Exercise requirements: Find the lines below that contain the string "match". Copy each one.

BEGIN Exercise input

//! In-memory session state
//!
//! Holds everything the signed-in user has entered: the profile, the two
//! append-only logs and the current symptom selection. All of it lives for
//! exactly one sign-in; logout replaces the containers with empty ones.
//!
//! Mutations are synchronous and single-actor: each one completes before the
//! next user action is accepted, so no interior locking is needed.

pub mod records;

pub use records::{
    Gender, Profile, ReminderRecord, ReminderStatus, Severity, SymptomLogRecord,
};

/// Session state for one signed-in user.
#[derive(Debug, Default)]
pub struct Session {
    profile: Option<Profile>,

    /// Append-only; only each record's status field is ever mutated.
    reminders: Vec<ReminderRecord>,

    /// Append-only; records are immutable after creation.
    symptom_logs: Vec<SymptomLogRecord>,

    /// Ordered with set semantics: no duplicates, insertion order kept,
    /// re-insertion after removal appends at the end.
    selected_symptoms: Vec<&'static str>,
}

impl Session {
    pub fn new() -> Self {
        Session::default()
    }

    /// Sign in with a captured profile.
    pub fn sign_in(&mut self, profile: Profile) {
        self.profile = Some(profile);
    }

    /// Whether a user is currently signed in.
    pub fn is_signed_in(&self) -> bool {
        self.profile.is_some()
    }

    /// Display name for greetings, with the "User" fallback for blank names.
    pub fn display_name(&self) -> &str {
        match &self.profile {
            Some(profile) if !profile.name.trim().is_empty() => &profile.name,
            _ => "User",
        }
    }

    pub fn profile(&self) -> Option<&Profile> {
        self.profile.as_ref()
    }

    /// Append a medication reminder.
    ///
    /// All three fields must be non-blank; otherwise the add is silently
    /// suppressed and `false` is returned.
    pub fn add_reminder(&mut self, name: &str, dosage: &str, schedule: &str) -> bool {
        if name.trim().is_empty() || dosage.trim().is_empty() || schedule.trim().is_empty() {
            return false;
        }

        self.reminders.push(ReminderRecord::new(
            name.trim().to_string(),
            dosage.trim().to_string(),
            schedule.trim().to_string(),
        ));
        true
    }

    /// Update the status of the reminder at `index` (0-based).
    ///
    /// Out-of-range indices are a no-op returning `false`.
    pub fn log_reminder_response(&mut self, index: usize, status: ReminderStatus) -> bool {
        match self.reminders.get_mut(index) {
            Some(reminder) => {
                reminder.status = status;
                true
            }
            None => false,
        }
    }

    pub fn reminders(&self) -> &[ReminderRecord] {
        &self.reminders
    }

    /// Append a symptom log entry. The name must be non-blank; otherwise the
    /// add is silently suppressed.
    pub fn add_symptom_log(&mut self, name: &str, severity: Severity, notes: &str) -> bool {
        if name.trim().is_empty() {
            return false;
        }

        self.symptom_logs.push(SymptomLogRecord::new(
            name.trim().to_string(),
            severity,
            notes.trim().to_string(),
        ));
        true
    }

    pub fn symptom_logs(&self) -> &[SymptomLogRecord] {
        &self.symptom_logs
    }

    /// Toggle a symptom selection: add if absent, remove if present.
    pub fn toggle_symptom(&mut self, symptom: &'static str) {
        if let Some(position) = self.selected_symptoms.iter().position(|&s| s == symptom) {
            self.selected_symptoms.remove(position);
        } else {
            self.selected_symptoms.push(symptom);
        }
    }

    pub fn is_selected(&self, symptom: &str) -> bool {
        self.selected_symptoms.iter().any(|&s| s == symptom)
    }

    pub fn selected_symptoms(&self) -> &[&'static str] {
        &self.selected_symptoms
    }

    /// Discard the in-progress symptom selection (leaving the checker flow).
    pub fn clear_selection(&mut self) {
        self.selected_symptoms.clear();
    }

    /// Log out: drop the profile and replace every container with an empty
    /// one. No teardown beyond that.
    pub fn logout(&mut self) {
        *self = Session::default();
    }
}

#[cfg(test)]
mod tests {
    use super::*;

    fn signed_in() -> Session {
        let mut session = Session::new();
        session.sign_in(Profile {
            name: "Maria".to_string(),
            age: "34".to_string(),
            gender: Some(Gender::Female),
            health_history: "asthma".to_string(),
        });
        session
    }

    #[test]
    fn test_display_name_fallback() {
        let session = Session::new();
        assert_eq!(session.display_name(), "User");

        let mut blank = Session::new();
        blank.sign_in(Profile {
            name: "   ".to_string(),
            age: String::new(),
            gender: None,
            health_history: String::new(),
        });
        assert_eq!(blank.display_name(), "User");

        assert_eq!(signed_in().display_name(), "Maria");
    }

    #[test]
    fn test_add_reminder_requires_all_fields() {
        let mut session = signed_in();

        assert!(!session.add_reminder("", "500mg", "2x a day"));
        assert!(!session.add_reminder("Paracetamol", "  ", "2x a day"));
        assert!(!session.add_reminder("Paracetamol", "500mg", ""));
        assert!(session.reminders().is_empty());

        assert!(session.add_reminder("Paracetamol", "500mg", "2x a day"));
        assert_eq!(session.reminders().len(), 1);
    }

    #[test]
    fn test_log_reminder_response_by_index() {
        let mut session = signed_in();
        session.add_reminder("Paracetamol", "500mg", "2x a day");
        session.add_reminder("Cetirizine", "10mg", "nightly");

        assert!(session.log_reminder_response(1, ReminderStatus::Taken));
        assert_eq!(session.reminders()[0].status, ReminderStatus::Pending);
        assert_eq!(session.reminders()[1].status, ReminderStatus::Taken);

        assert!(session.log_reminder_response(0, ReminderStatus::Missed));
        assert_eq!(session.reminders()[0].status, ReminderStatus::Missed);

        // Out of range: no-op.
        assert!(!session.log_reminder_response(5, ReminderStatus::Taken));
    }

    #[test]
    fn test_add_symptom_log_requires_name() {
        let mut session = signed_in();

        assert!(!session.add_symptom_log("  ", Severity::Mild, "notes"));
        assert!(session.symptom_logs().is_empty());

        assert!(session.add_symptom_log("Headache", Severity::Severe, ""));
        assert_eq!(session.symptom_logs().len(), 1);
        assert_eq!(session.symptom_logs()[0].severity, Severity::Severe);
    }

    #[test]
    fn test_toggle_symptom_set_semantics() {
        let mut session = signed_in();

        session.toggle_symptom("Headache");
        session.toggle_symptom("Fever");
        assert_eq!(session.selected_symptoms(), &["Headache", "Fever"]);

        // Toggling again removes.
        session.toggle_symptom("Headache");
        assert_eq!(session.selected_symptoms(), &["Fever"]);
        assert!(!session.is_selected("Headache"));

        // Re-insertion appends at the end.
        session.toggle_symptom("Headache");
        assert_eq!(session.selected_symptoms(), &["Fever", "Headache"]);
    }

    #[test]
    fn test_toggle_never_duplicates() {
        let mut session = signed_in();
        for _ in 0..5 {
            session.toggle_symptom("Nausea");
        }
        // Odd number of toggles: selected exactly once.
        assert_eq!(session.selected_symptoms(), &["Nausea"]);
    }

    #[test]
    fn test_clear_selection() {
        let mut session = signed_in();
        session.toggle_symptom("Headache");
        session.clear_selection();
        assert!(session.selected_symptoms().is_empty());
    }

    #[test]
    fn test_logout_discards_everything() {
        let mut session = signed_in();
        session.add_reminder("Paracetamol", "500mg", "2x a day");
        session.add_symptom_log("Headache", Severity::Mild, "");
        session.toggle_symptom("Fever");

        session.logout();

        assert!(!session.is_signed_in());
        assert!(session.reminders().is_empty());
        assert!(session.symptom_logs().is_empty());
        assert!(session.selected_symptoms().is_empty());
        assert_eq!(session.display_name(), "User");
    }
}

END Exercise input

Your solution:
        match &self.profile {
        match self.reminders.get_mut(index) {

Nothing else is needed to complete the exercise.